This family of hard-working peasants have little time for play; they must work to keep up their home. The father, as you see, has been digging potatoes with that heavy spade. He will put them in his wheelbarrow and take them to the house. Perhaps he will have enough to last him all winter, and some to sell, too.
The potatoes he wants to keep he will bury in the ground. In those days very few people had cellars in which to keep their vegetables. Instead, they would dig a great hole in the ground, line it with straw, and then put the potatoes in, covering them with straw and earth. Then, instead of going to the grocery to buy potatoes as we do, they went out into the yard and dug them up.
No doubt the father made this fence, the spade, the pitchfork, and even the wheelbarrow we see in the picture, while the mother, we are sure, made all their clothes except the wooden shoes. Perhaps the father made them.
In those days the mothers could not go down to the store to buy the goods for their clothes as we do now. Instead they spun thread out of flax or wool, and then wove it into cloth on a great loom something like the small looms we use in school to make rugs and hammocks. This they usually did during the winter when there was less work to do, for there were so many more things that had to be done during the summer than during the winter.

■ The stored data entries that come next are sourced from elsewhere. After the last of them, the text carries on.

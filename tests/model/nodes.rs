//! Tests for pseudo-nodes over real codecs and shared units.

use std::sync::Arc;

use strata_foundation::{Access, EntityId, ErrorKind, FieldId, GroupId, UnitId, Value};
use strata_model::{
    CodecRegistry, NodeValue, PseudoList, PseudoNode, PseudoValue, Relationship, TypedValue,
    Unavailable, UnitRef,
};
use strata_storage::{DataType, FieldSchema, StorageUnit};

const NAME: FieldId = FieldId::new(1);
const FULL_NAME: FieldId = FieldId::new(2);
const FRIEND: FieldId = FieldId::new(3);
const NATIONAL_ID: FieldId = FieldId::new(4);

const NAME_GROUP: GroupId = GroupId::new(1);
const FRIEND_GROUP: GroupId = GroupId::new(2);
const SENSITIVE_GROUP: GroupId = GroupId::new(3);

fn field(id: FieldId, alias: &str, datatype: DataType, group: GroupId) -> Arc<FieldSchema> {
    Arc::new(FieldSchema::new(id, alias, datatype).in_group(group))
}

fn value_node(field: Arc<FieldSchema>) -> PseudoValue {
    let codec = CodecRegistry::with_builtins().get(&field.datatype).unwrap();
    PseudoValue::new(field, codec, "en".into())
}

fn name_list(parent: Option<UnitRef>) -> PseudoList {
    let root = field(NAME, "name", DataType::Semantic, NAME_GROUP);
    let codec = CodecRegistry::with_builtins().get(&root.datatype).unwrap();
    PseudoList::new(root, codec, "en".into(), parent)
}

fn stored_name(id: u64, text: &str) -> UnitRef {
    UnitRef::loaded(
        StorageUnit::new(NAME_GROUP)
            .with_id(UnitId::new(id))
            .with_entity(EntityId::new(1))
            .with_value(FULL_NAME, Value::object([("en", Value::from(text))])),
        None,
    )
}

// =============================================================================
// Values
// =============================================================================

#[test]
fn writing_the_loaded_value_back_is_no_change() {
    let unit = stored_name(1, "Ash");
    let mut node = value_node(field(FULL_NAME, "full_name", DataType::String, NAME_GROUP))
        .with_unit(unit.clone());

    node.set("Birch").unwrap();
    node.flush().unwrap();
    assert!(unit.is_changed());

    node.set("Ash").unwrap();
    node.flush().unwrap();
    assert!(!unit.is_changed());
}

#[test]
fn nodes_sharing_a_unit_see_each_others_flushes() {
    let unit = stored_name(1, "Ash");
    let field = field(FULL_NAME, "full_name", DataType::String, NAME_GROUP);
    let mut writer = value_node(Arc::clone(&field)).with_unit(unit.clone());
    let mut reader = value_node(field).with_unit(unit);

    writer.set("Birch").unwrap();
    writer.flush().unwrap();
    assert_eq!(reader.get().unwrap().text("en"), Some("Birch"));
}

#[test]
fn decoded_value_is_kept_until_cleared() {
    let unit = stored_name(1, "Ash");
    let mut node = value_node(field(FULL_NAME, "full_name", DataType::String, NAME_GROUP))
        .with_unit(unit.clone());
    assert_eq!(node.get().unwrap().text("en"), Some("Ash"));

    unit.write(FULL_NAME, Some(Value::object([("en", Value::from("Elm"))])));
    assert_eq!(node.get().unwrap().text("en"), Some("Ash"));

    node.clear();
    assert!(!node.is_loaded());
    assert!(unit.value(FULL_NAME).is_none());
    assert!(node.get().unwrap().is_nil());
}

#[test]
fn flushing_a_relationship_reports_its_slot() {
    let mut node = value_node(field(FRIEND, "friend", DataType::ResourceInstance, FRIEND_GROUP));
    node.set(Relationship::to(EntityId::new(9), "Person")).unwrap();

    let found = node.flush().unwrap();
    assert_eq!(found.len(), 1);
    assert_eq!(found[0].field, FRIEND);
    assert_eq!(found[0].slot, 0);

    let unit = node.unit().unwrap();
    assert_eq!(unit.group(), FRIEND_GROUP);
    let raw = unit.value(FRIEND).unwrap();
    assert_eq!(raw.get("entity"), Some(&Value::Int(9)));
    assert_eq!(raw.get("entity_type"), Some(&Value::from("Person")));
}

#[test]
fn values_of_the_wrong_shape_are_refused() {
    let mut node = value_node(field(FRIEND, "friend", DataType::ResourceInstance, FRIEND_GROUP));
    let err = node.set("Ash").unwrap_err();
    assert!(matches!(err.kind, ErrorKind::TypeMismatch { .. }));
    assert!(!node.is_loaded());
}

#[test]
fn grouping_values_bind_their_unit() {
    let unit = stored_name(1, "Ash");
    let list = name_list(None);
    let mut item = list.item_for(unit.clone());

    assert!(item.is_truthy().unwrap());
    match item.node().unwrap() {
        NodeValue::Group(group) => assert!(UnitRef::same(group.unit(), Some(&unit))),
        NodeValue::Scalar(_) => panic!("name is a grouping field"),
    }
    assert!(item.set("x").is_err());
}

// =============================================================================
// Lists
// =============================================================================

#[test]
fn new_items_hang_below_the_list_parent() {
    let parent = UnitRef::new(GroupId::new(9), None);
    let mut list = name_list(Some(parent.clone()));
    let item = list.append_new().unwrap();

    let unit = item.unit().unwrap();
    assert_eq!(unit.group(), NAME_GROUP);
    assert!(UnitRef::same(unit.parent(), Some(&parent)));
    assert!(!item.is_truthy().unwrap());
}

#[test]
fn re_adding_a_removed_item_cancels_its_deletion() {
    let mut list = name_list(None);
    list.append(list.item_for(stored_name(1, "Ash"))).unwrap();
    list.append(list.item_for(stored_name(2, "Birch"))).unwrap();

    let removed = list.remove(0).unwrap();
    assert_eq!(list.ghosts().len(), 1);

    list.insert(1, removed).unwrap();
    assert!(list.ghosts().is_empty());
    assert_eq!(list.len(), 2);
}

#[test]
fn clearing_ghosts_every_persisted_item() {
    let mut list = name_list(None);
    list.append(list.item_for(stored_name(1, "Ash"))).unwrap();
    list.append_new().unwrap();
    list.append(list.item_for(stored_name(2, "Birch"))).unwrap();

    list.clear();
    let ids: Vec<_> = list.ghosts().iter().filter_map(UnitRef::id).collect();
    assert_eq!(ids, [UnitId::new(1), UnitId::new(2)]);

    assert_eq!(list.drain_ghosts().len(), 2);
    assert!(list.ghosts().is_empty());
}

#[test]
fn items_cannot_move_between_parents() {
    let one = UnitRef::new(GroupId::new(9), None);
    let other = UnitRef::new(GroupId::new(9), None);
    let source = name_list(Some(one));
    let mut target = name_list(Some(other));

    let err = target.append(source.new_item().unwrap()).unwrap_err();
    assert!(matches!(err.kind, ErrorKind::InvariantViolation(_)));
    assert!(target.is_empty());
}

#[test]
fn list_nodes_are_truthy_when_they_have_items() {
    let mut node = PseudoNode::List(name_list(None));
    assert!(!node.is_truthy().unwrap());
    node.as_list_mut().unwrap().append_new().unwrap();
    assert!(node.is_truthy().unwrap());
}

// =============================================================================
// Unavailable
// =============================================================================

#[test]
fn unavailable_fields_name_themselves_in_errors() {
    let national_id = field(
        NATIONAL_ID,
        "national_id",
        DataType::NonLocalizedString,
        SENSITIVE_GROUP,
    );
    let mut node = PseudoNode::Unavailable(Unavailable::new(national_id, SENSITIVE_GROUP));
    assert!(node.is_unavailable());
    assert!(!node.is_truthy().unwrap());

    let PseudoNode::Unavailable(unavailable) = &node else {
        unreachable!()
    };
    let err = unavailable.get().unwrap_err();
    assert!(matches!(
        err.kind,
        ErrorKind::PermissionDenied {
            group: SENSITIVE_GROUP,
            access: Access::Read,
        }
    ));
    assert_eq!(err.context.unwrap().stack, vec!["national_id".to_string()]);
    assert!(unavailable.flush().is_err());
    assert!(unavailable.set(TypedValue::Nil).is_err());
}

In summer they had to take care of the fruit just as our mothers do. But they did not know anything about canning it,—they would cook it a long time and make preserves or else they would dry it. They dried most of their fruit, making it just like the dried apples, peaches, and apricots we buy at the store.
In France, where this picture was painted, the women worked out in the fields just like the men. So you see how very busy they must have been. And yet they always found time to love and care for their little children.

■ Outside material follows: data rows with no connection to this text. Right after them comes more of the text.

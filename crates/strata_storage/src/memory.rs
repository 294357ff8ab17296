//! In-memory reference store.
//!
//! State lives in persistent maps, so taking a [`Snapshot`] is O(1) and a
//! batch write can be staged on a clone and swapped in only once every
//! unit in it has been validated.

use std::collections::HashSet;
use std::sync::Arc;

use im::OrdMap;
use parking_lot::Mutex;
use strata_foundation::{CrossRefId, EntityId, Error, GroupId, Result, UnitId};
use tracing::debug;

use crate::store::{CrossReference, Store};
use crate::unit::{StorageUnit, UnitLink};

/// A call recorded by [`MemoryStore`].
#[derive(Clone, Debug, PartialEq, Eq)]
pub enum StoreOp {
    /// `create_entity`.
    CreateEntity(EntityId),
    /// `persist_units`, with the ids in batch order.
    Persist(Vec<UnitId>),
    /// `delete_units`, with the ids as requested.
    Delete(Vec<UnitId>),
    /// `create_cross_reference`.
    CreateCrossReference(CrossReference),
}

#[derive(Clone, Debug, Default)]
struct State {
    next_entity: u64,
    next_unit: u64,
    next_xref: u64,
    entities: OrdMap<EntityId, Arc<str>>,
    units: OrdMap<UnitId, StorageUnit>,
    cross_references: OrdMap<CrossRefId, CrossReference>,
}

impl State {
    fn entity(&self, id: EntityId) -> Result<&Arc<str>> {
        self.entities.get(&id).ok_or_else(|| Error::entity_not_found(id))
    }

    fn unit(&self, id: UnitId) -> Result<&StorageUnit> {
        self.units.get(&id).ok_or_else(|| Error::unit_not_found(id))
    }
}

/// Point-in-time copy of a [`MemoryStore`]'s contents.
#[derive(Clone, Debug)]
pub struct Snapshot(State);

/// Store backend holding everything in memory.
///
/// Every call is recorded in an operation log that tests can inspect.
#[derive(Debug, Default)]
pub struct MemoryStore {
    state: Mutex<State>,
    ops: Mutex<Vec<StoreOp>>,
    refused: Mutex<HashSet<String>>,
}

impl MemoryStore {
    /// Creates an empty store.
    #[must_use]
    pub fn new() -> Self {
        Self::default()
    }

    /// Makes `create_entity` fail for `entity_type`.
    pub fn refuse_entity_type(&self, entity_type: impl Into<String>) {
        self.refused.lock().insert(entity_type.into());
    }

    /// Captures the current contents.
    #[must_use]
    pub fn snapshot(&self) -> Snapshot {
        Snapshot(self.state.lock().clone())
    }

    /// Replaces the contents with a snapshot. The operation log is kept.
    pub fn restore(&self, snapshot: Snapshot) {
        *self.state.lock() = snapshot.0;
    }

    /// Returns the recorded operations, oldest first.
    #[must_use]
    pub fn operations(&self) -> Vec<StoreOp> {
        self.ops.lock().clone()
    }

    /// Clears the operation log.
    pub fn clear_operations(&self) {
        self.ops.lock().clear();
    }

    /// Returns every unit id passed to `delete_units`, in call order.
    #[must_use]
    pub fn deleted_ids(&self) -> Vec<UnitId> {
        self.ops
            .lock()
            .iter()
            .filter_map(|op| match op {
                StoreOp::Delete(ids) => Some(ids.clone()),
                _ => None,
            })
            .flatten()
            .collect()
    }

    /// Returns every unit id written by `persist_units`, in call order.
    #[must_use]
    pub fn written_ids(&self) -> Vec<UnitId> {
        self.ops
            .lock()
            .iter()
            .filter_map(|op| match op {
                StoreOp::Persist(ids) => Some(ids.clone()),
                _ => None,
            })
            .flatten()
            .collect()
    }

    /// Looks up a unit.
    #[must_use]
    pub fn unit(&self, id: UnitId) -> Option<StorageUnit> {
        self.state.lock().units.get(&id).cloned()
    }

    /// Returns every unit of an entity, in persistence order.
    #[must_use]
    pub fn units_of(&self, entity: EntityId) -> Vec<StorageUnit> {
        self.state
            .lock()
            .units
            .values()
            .filter(|unit| unit.entity == Some(entity))
            .cloned()
            .collect()
    }

    /// Returns every cross-reference, in creation order.
    #[must_use]
    pub fn cross_references(&self) -> Vec<CrossReference> {
        self.state.lock().cross_references.values().copied().collect()
    }

    /// Returns the number of entities.
    #[must_use]
    pub fn entity_count(&self) -> usize {
        self.state.lock().entities.len()
    }

    fn record(&self, op: StoreOp) {
        self.ops.lock().push(op);
    }
}

impl Store for MemoryStore {
    fn create_entity(&self, entity_type: &str) -> Result<EntityId> {
        if self.refused.lock().contains(entity_type) {
            return Err(Error::store(format!("{entity_type} entities are read-only")));
        }
        let id = {
            let mut state = self.state.lock();
            state.next_entity += 1;
            let id = EntityId::new(state.next_entity);
            state.entities.insert(id, entity_type.into());
            id
        };
        debug!(%id, entity_type, "created entity");
        self.record(StoreOp::CreateEntity(id));
        Ok(id)
    }

    fn entity_type(&self, entity: EntityId) -> Result<String> {
        Ok(self.state.lock().entity(entity)?.to_string())
    }

    fn load_units(&self, entity: EntityId, group: Option<GroupId>) -> Result<Vec<StorageUnit>> {
        let state = self.state.lock();
        state.entity(entity)?;
        let units: Vec<_> = state
            .units
            .values()
            .filter(|unit| unit.entity == Some(entity))
            .filter(|unit| group.is_none_or(|group| unit.group == group))
            .cloned()
            .collect();
        debug!(%entity, ?group, count = units.len(), "loaded units");
        Ok(units)
    }

    fn persist_units(&self, units: &[StorageUnit]) -> Result<Vec<UnitId>> {
        let mut state = self.state.lock();
        let mut staged = state.clone();
        let mut ids: Vec<UnitId> = Vec::with_capacity(units.len());

        for (index, unit) in units.iter().enumerate() {
            let entity = unit
                .entity
                .ok_or_else(|| Error::store(format!("unit at {index} has no entity")))?;
            staged.entity(entity)?;

            let parent = match unit.parent {
                None => None,
                Some(UnitLink::Persisted(parent)) => {
                    staged.unit(parent)?;
                    Some(UnitLink::Persisted(parent))
                }
                Some(UnitLink::Pending(position)) => {
                    let parent = ids.get(position).copied().ok_or_else(|| {
                        Error::store(format!(
                            "unit at {index} refers to pending parent {position} not yet written"
                        ))
                    })?;
                    Some(UnitLink::Persisted(parent))
                }
            };

            let id = match unit.id {
                Some(id) => {
                    let existing = staged.unit(id)?;
                    if existing.entity != Some(entity) || existing.group != unit.group {
                        return Err(Error::store(format!(
                            "{id} cannot move to another entity or group"
                        )));
                    }
                    id
                }
                None => {
                    staged.next_unit += 1;
                    UnitId::new(staged.next_unit)
                }
            };

            let stored = StorageUnit {
                id: Some(id),
                parent,
                ..unit.clone()
            };
            staged.units.insert(id, stored);
            ids.push(id);
        }

        *state = staged;
        drop(state);
        debug!(count = ids.len(), "persisted units");
        self.record(StoreOp::Persist(ids.clone()));
        Ok(ids)
    }

    fn delete_units(&self, ids: &[UnitId]) -> Result<()> {
        let mut state = self.state.lock();
        for id in ids {
            state.unit(*id)?;
        }

        // Nested units go with their parents.
        let mut doomed: HashSet<UnitId> = ids.iter().copied().collect();
        loop {
            let children: Vec<UnitId> = state
                .units
                .values()
                .filter(|unit| unit.parent_id().is_some_and(|p| doomed.contains(&p)))
                .filter_map(|unit| unit.id)
                .filter(|id| !doomed.contains(id))
                .collect();
            if children.is_empty() {
                break;
            }
            doomed.extend(children);
        }

        for id in &doomed {
            state.units.remove(id);
        }
        let stale: Vec<CrossRefId> = state
            .cross_references
            .values()
            .filter(|xref| doomed.contains(&xref.from_unit))
            .map(|xref| xref.id)
            .collect();
        for id in stale {
            state.cross_references.remove(&id);
        }
        drop(state);

        debug!(requested = ids.len(), removed = doomed.len(), "deleted units");
        self.record(StoreOp::Delete(ids.to_vec()));
        Ok(())
    }

    fn create_cross_reference(
        &self,
        from_unit: UnitId,
        to_entity: EntityId,
    ) -> Result<CrossRefId> {
        let xref = {
            let mut state = self.state.lock();
            state.unit(from_unit)?;
            state.entity(to_entity)?;
            state.next_xref += 1;
            let xref = CrossReference {
                id: CrossRefId::new(state.next_xref),
                from_unit,
                to_entity,
            };
            state.cross_references.insert(xref.id, xref);
            xref
        };
        debug!(id = %xref.id, %from_unit, %to_entity, "created cross-reference");
        self.record(StoreOp::CreateCrossReference(xref));
        Ok(xref.id)
    }

    fn find_cross_references(&self, from_entity: EntityId) -> Result<Vec<CrossReference>> {
        let state = self.state.lock();
        state.entity(from_entity)?;
        Ok(state
            .cross_references
            .values()
            .filter(|xref| {
                state
                    .units
                    .get(&xref.from_unit)
                    .is_some_and(|unit| unit.entity == Some(from_entity))
            })
            .copied()
            .collect())
    }
}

We do not know even the name of this baby, or of his mother or father. The artist, Millet, thought that of no importance at all. He did not even care to show us their faces, any more than he would care to show us the buttons on their clothes. The important thing is the love and tenderness of this mother and father as they stop their work to guide, help, and encourage their baby in taking his first step. All his life the baby will find them never too tired or weary to help him when he needs it most.
Peasants like these, we know, lived in France, and as a rule they were very poor, although the two in our picture seem thrifty and comfortable. The trees, even the grass growing up beside the fence, seem sturdy and strong like the peasants to whom they belong.
We feel the strength of the father's extended arms, so ready and able to protect this baby. The mother, too, will do her share. Even the trees seem to bend toward these three as if to assure them of their protection.
This is a simple, homelike picture, whose chief beauty lies in its strong appeal to our feeling of sympathy with, and interest in, these honest country people.
Questions to help the pupil understand the picture. What has the man been doing? With what did he dig the potatoes? Where will he put them? Why does he not put them in the cellar? How will he keep them all winter? How will he bury them? Who made these peasants' clothes? the wheelbarrow, the spade, and the pitchfork? Why did they not buy them? How did the mother make the cloth for their clothes? When did she do this? What must she do during the summer? How did they keep their fruit? Why do you think they are a happy family?
The story of the artist. Jean François Millet was the son of French peasants who must have been very much like the father and mother in this picture. But a picture of Millet's boyhood would not be complete unless it included his grandmother. You see, that dear old lady rocked him to sleep, played with him, and kept him happy all day long while his mother, like all French peasants, worked out in the fields with his father.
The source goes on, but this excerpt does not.